● Instructions for the task
Two lines below mark the span: the one containing "the first class..def" and the one containing "most query-token hits". Set down both, plus every line between, exactly as they stand, and nothing else.
───── Exercise input ─────
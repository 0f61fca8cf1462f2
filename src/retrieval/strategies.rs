// ============================================================
// Layer 5 — Snippet Tiers
// ============================================================
// Each tier implements SnippetStrategy and is tried in this
// order by the SnippetExtractor:
//
//   LeadingCodeBlock   → the first fenced block, else the first
//                        `def` block, else the first class..def
//                        span, with up to 3 preceding paragraphs
//                        (a fenced block is kept even with none)
//   StructuralPattern  → first of def / class / for / if / while
//                        that has text before it, with the one
//                        preceding paragraph
//   BestParagraph      → paragraph with the most query-token hits
//   MeaningfulLines    → raw lines minus splitter artefacts
//   WholeContent       → the trimmed chapter text itself
//
// Every tier truncates its own output to `max_length` chars
// (plus "...").

use crate::data::text::{
    char_len, collapse_whitespace, contains_any, paragraphs, truncate_with_ellipsis,
    PARAGRAPH_BREAK,
};
use crate::domain::traits::SnippetStrategy;
use crate::retrieval::markers::{
    CODE_BLOCK_CONTEXT_PARAGRAPHS, CODE_INDICATORS, CODE_PARAGRAPH_BONUS,
    MIN_PARAGRAPH_CHARS, SKIPPED_LINE_PREFIXES, STRUCTURAL_CONTEXT_PARAGRAPHS,
};
use crate::retrieval::patterns::{Span, SpanPattern};

pub const COMPLETE_CODE_LABEL: &str = "💻 Complete Code Example:";
pub const CODE_LABEL: &str = "💻 Code Example:";
pub const CONTAINS_CODE_NOTICE: &str = "💻 This chapter contains code examples!";

/// The last `count` paragraphs of the text before `span`, joined by
/// blank lines. `None` when the span opens the chapter or only
/// whitespace precedes it.
fn preceding_context(content: &str, span: &Span<'_>, count: usize) -> Option<String> {
    if span.start == 0 {
        return None;
    }

    let before = content[..span.start].trim();
    if before.is_empty() {
        return None;
    }

    let parts: Vec<&str> = paragraphs(before).collect();
    let tail = &parts[parts.len().saturating_sub(count)..];
    Some(tail.join(PARAGRAPH_BREAK).trim().to_string())
}

fn labeled(context: &str, label: &str, block: &str, max_length: usize) -> String {
    truncate_with_ellipsis(&format!("{context}\n\n{label}\n{block}"), max_length)
}

// ─── LeadingCodeBlock ─────────────────────────────────────────────────────────
/// Picks ONE block: the first fenced block if the chapter has any,
/// otherwise the first function definition, otherwise the first
/// class..def span. Later finders are not consulted when an earlier
/// one found something.
///
/// A fenced block that opens the chapter is returned with the label
/// and no context. A `def` or class block with no preceding text
/// makes this tier decline.
pub struct LeadingCodeBlock {
    fenced:      SpanPattern,
    definitions: Vec<SpanPattern>,
}

impl LeadingCodeBlock {
    pub fn new() -> Result<Self, regex::Error> {
        Ok(Self {
            fenced:      SpanPattern::fenced_block()?,
            definitions: vec![SpanPattern::function_def()?, SpanPattern::class_to_def()?],
        })
    }
}

impl SnippetStrategy for LeadingCodeBlock {
    fn name(&self) -> &'static str {
        "leading code block"
    }

    fn attempt(&self, content: &str, _query: &str, max_length: usize) -> Option<String> {
        if let Some(span) = self.fenced.find(content) {
            let snippet = match preceding_context(content, &span, CODE_BLOCK_CONTEXT_PARAGRAPHS) {
                Some(context) => labeled(&context, COMPLETE_CODE_LABEL, span.text, max_length),
                None => truncate_with_ellipsis(
                    &format!("{COMPLETE_CODE_LABEL}\n{}", span.text),
                    max_length,
                ),
            };
            return Some(snippet);
        }

        let span    = self.definitions.iter().find_map(|p| p.find(content))?;
        let context = preceding_context(content, &span, CODE_BLOCK_CONTEXT_PARAGRAPHS)?;
        Some(labeled(&context, COMPLETE_CODE_LABEL, span.text, max_length))
    }
}

// ─── StructuralPattern ────────────────────────────────────────────────────────
/// Tries each pattern's first match in turn and keeps the first one
/// that has text before it.
pub struct StructuralPattern {
    patterns: Vec<SpanPattern>,
}

impl StructuralPattern {
    pub fn new() -> Result<Self, regex::Error> {
        Ok(Self {
            patterns: vec![
                SpanPattern::function_def()?,
                SpanPattern::class_to_def()?,
                SpanPattern::for_loop()?,
                SpanPattern::if_statement()?,
                SpanPattern::while_loop()?,
            ],
        })
    }
}

impl SnippetStrategy for StructuralPattern {
    fn name(&self) -> &'static str {
        "structural pattern"
    }

    fn attempt(&self, content: &str, _query: &str, max_length: usize) -> Option<String> {
        self.patterns.iter().find_map(|pattern| {
            let span    = pattern.find(content)?;
            let context = preceding_context(content, &span, STRUCTURAL_CONTEXT_PARAGRAPHS)?;
            tracing::trace!("Structural match: {}", pattern.name());
            Some(labeled(&context, CODE_LABEL, span.text, max_length))
        })
    }
}

// ─── BestParagraph ────────────────────────────────────────────────────────────
/// Scores each paragraph of at least 50 chars by how often the query
/// words occur in it (+20 if it looks like code). Only a paragraph
/// that beats the running best (starting at 0) is kept; ties go to
/// the earlier paragraph.
pub struct BestParagraph;

impl BestParagraph {
    fn score(paragraph: &str, words: &[&str]) -> u32 {
        let lower = paragraph.to_lowercase();
        let mut score: u32 = words
            .iter()
            .map(|w| lower.matches(w).count() as u32)
            .sum();

        if contains_any(paragraph, CODE_INDICATORS) {
            score += CODE_PARAGRAPH_BONUS;
        }
        score
    }
}

impl SnippetStrategy for BestParagraph {
    fn name(&self) -> &'static str {
        "best paragraph"
    }

    fn attempt(&self, content: &str, query: &str, max_length: usize) -> Option<String> {
        // Unlike the scorer, short words are not filtered out here
        let query_lower      = query.to_lowercase();
        let words: Vec<&str> = query_lower.split_whitespace().collect();

        let mut best: Option<&str> = None;
        let mut best_score         = 0u32;

        for paragraph in paragraphs(content) {
            if char_len(paragraph.trim()) < MIN_PARAGRAPH_CHARS {
                continue;
            }

            let score = Self::score(paragraph, &words);
            if score > best_score {
                best_score = score;
                best       = Some(paragraph);
            }
        }

        best.map(|p| truncate_with_ellipsis(&collapse_whitespace(p), max_length))
    }
}

// ─── MeaningfulLines ──────────────────────────────────────────────────────────
/// Trimmed non-empty lines, skipping `===` banners and the title
/// line, until the collected text passes `max_length`. Appends a
/// notice when any collected line looks like code.
pub struct MeaningfulLines;

impl SnippetStrategy for MeaningfulLines {
    fn name(&self) -> &'static str {
        "meaningful lines"
    }

    fn attempt(&self, content: &str, _query: &str, max_length: usize) -> Option<String> {
        let mut lines: Vec<&str> = Vec::new();
        let mut joined_len       = 0usize;
        let mut code_found       = false;

        for line in content.split('\n').map(str::trim) {
            if line.is_empty() || SKIPPED_LINE_PREFIXES.iter().any(|p| line.starts_with(p)) {
                continue;
            }

            // +1 for the newline joining this line to the previous one
            joined_len += char_len(line) + usize::from(!lines.is_empty());
            lines.push(line);

            if contains_any(line, CODE_INDICATORS) {
                code_found = true;
            }

            if joined_len > max_length {
                break;
            }
        }

        if lines.is_empty() {
            return None;
        }

        let mut result = truncate_with_ellipsis(&lines.join("\n"), max_length);
        if code_found {
            result.push_str("\n\n");
            result.push_str(CONTAINS_CODE_NOTICE);
        }
        Some(result)
    }
}

// ─── WholeContent ─────────────────────────────────────────────────────────────
/// Last resort for chapters made only of banners and title lines.
pub struct WholeContent;

impl SnippetStrategy for WholeContent {
    fn name(&self) -> &'static str {
        "whole content"
    }

    fn attempt(&self, content: &str, _query: &str, max_length: usize) -> Option<String> {
        if content.is_empty() {
            return None;
        }

        let trimmed = content.trim();
        let text    = if trimmed.is_empty() { content } else { trimmed };
        Some(truncate_with_ellipsis(text, max_length))
    }
}
mod application;
mod cli;
mod data;
mod domain;
mod infra;
mod retrieval;

use anyhow::Result;
use clap::Parser;
use cli::Cli;

fn main() -> Result<()> {
    tracing_subscriber::fmt()
        .with_env_filter(
            tracing_subscriber::EnvFilter::from_default_env()
                .add_directive("book_rag=info".parse()?),
        )
        .with_writer(std::io::stderr)
        .init();

    let cli = Cli::parse();
    cli.run()
}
─────
● Answer
//                        `def` block, else the first class..def
//                        span, with up to 3 preceding paragraphs
//                        (a fenced block is kept even with none)
//   StructuralPattern  → first of def / class / for / if / while
//                        that has text before it, with the one
//                        preceding paragraph
//   BestParagraph      → paragraph with the most query-token hits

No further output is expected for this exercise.